只见空旷之处立着一座坟墓,墓碑上赫然写着慕容博的名字。慕容复一见之下,瞬时悲从中来,伏在墓碑上大哭痛哭,公冶乾也随他一起掩袖擦泪。
慕容复是经历过生死离别的人,想当年他爹在重症病房抢救的时候,他最不希望出现的就是眼前这个场景,一时间难以接受。他心里回想着慕容博平日里的点点滴滴:有时是开怀大笑的慈祥,有时是吵架撒泼的可笑,有时是不管不顾偷酒的恼人……
慕容复抽泣着说道:“我还答应了你下周末回去吃饭呢……”哭了一阵,这才回过味儿来,“这也不是真爹啊,我哭得这么伤心作甚?”他心说。
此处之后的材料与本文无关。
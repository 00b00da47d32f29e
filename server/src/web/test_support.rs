// storefront/src/web/test_support.rs

use actix_web::body::MessageBody;
use actix_web::dev::{ServiceFactory, ServiceRequest, ServiceResponse};
use actix_web::{web, App, Error};
use std::sync::Arc;
use storekeep::{BroadcastHub, EngineConfig, MemoryNotificationStore, MemoryStore, Product};
use uuid::Uuid;

use crate::state::AppState;
use crate::web::configure_app_routes;

/// Application state over in-memory stores, with fan-out running inline so that
/// notifications are visible as soon as a request returns.
pub struct TestApp {
  pub state: AppState,
  pub store: MemoryStore,
  pub inbox: Arc<MemoryNotificationStore>,
  pub payment_service_id: Uuid,
}

impl TestApp {
  pub fn new() -> Self {
    let fixture = Self::without_payment_service();
    let payment_service_id = fixture.payment_service_id;
    Self {
      state: fixture.state.with_payment_service(Some(payment_service_id)),
      ..fixture
    }
  }

  /// Payment callbacks are refused for every caller.
  pub fn without_payment_service() -> Self {
    let store = MemoryStore::new();
    let inbox = Arc::new(MemoryNotificationStore::new());
    let state = AppState::assemble(
      Arc::new(store.clone()),
      inbox.clone(),
      BroadcastHub::default(),
      &EngineConfig::default(),
    );
    Self {
      state,
      store,
      inbox,
      payment_service_id: Uuid::new_v4(),
    }
  }

  pub fn add_product(&self, seller_id: Uuid, name: &str, price_cents: i64, stock: i32) -> Uuid {
    self.store.insert_product(Product::new(seller_id, name, price_cents, stock))
  }

  pub fn app(
    &self,
  ) -> App<
    impl ServiceFactory<
      ServiceRequest,
      Config = (),
      Response = ServiceResponse<impl MessageBody>,
      Error = Error,
      InitError = (),
    >,
  > {
    App::new()
      .app_data(web::Data::new(self.state.clone()))
      .configure(configure_app_routes)
  }
}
傍晚,慕容复坐在岸边的凉亭中,欣赏着难得一遇的太湖风光,心里暗自做好了打算。
今天只有公冶乾和包不同留在家中,另外二人不知去了哪里。慕容复也不想多问,他巴不得这几个人能离他远点,可别天天监视着他。虽说脸熟,但经过昨天那场“亲切友好”的交流,他也看出来了,这几位都不是好忽悠的主,要想在这个世界安身立命,还得要双管齐下,一手抓表面工作,一手抓自身建设。
这可是他目前能想到的最好的办法了。
而此时,邓百川和风波恶早已离开了苏州,正快马加鞭,一路北上直奔洛阳。
昨晚,四人连夜商量,决定北上洛阳,请“阎王敌薛神医”来给慕容复看病。薛神医乃当今医中第一圣手,江湖传言他连死人也医得活,阎王爷见了他都无可奈何。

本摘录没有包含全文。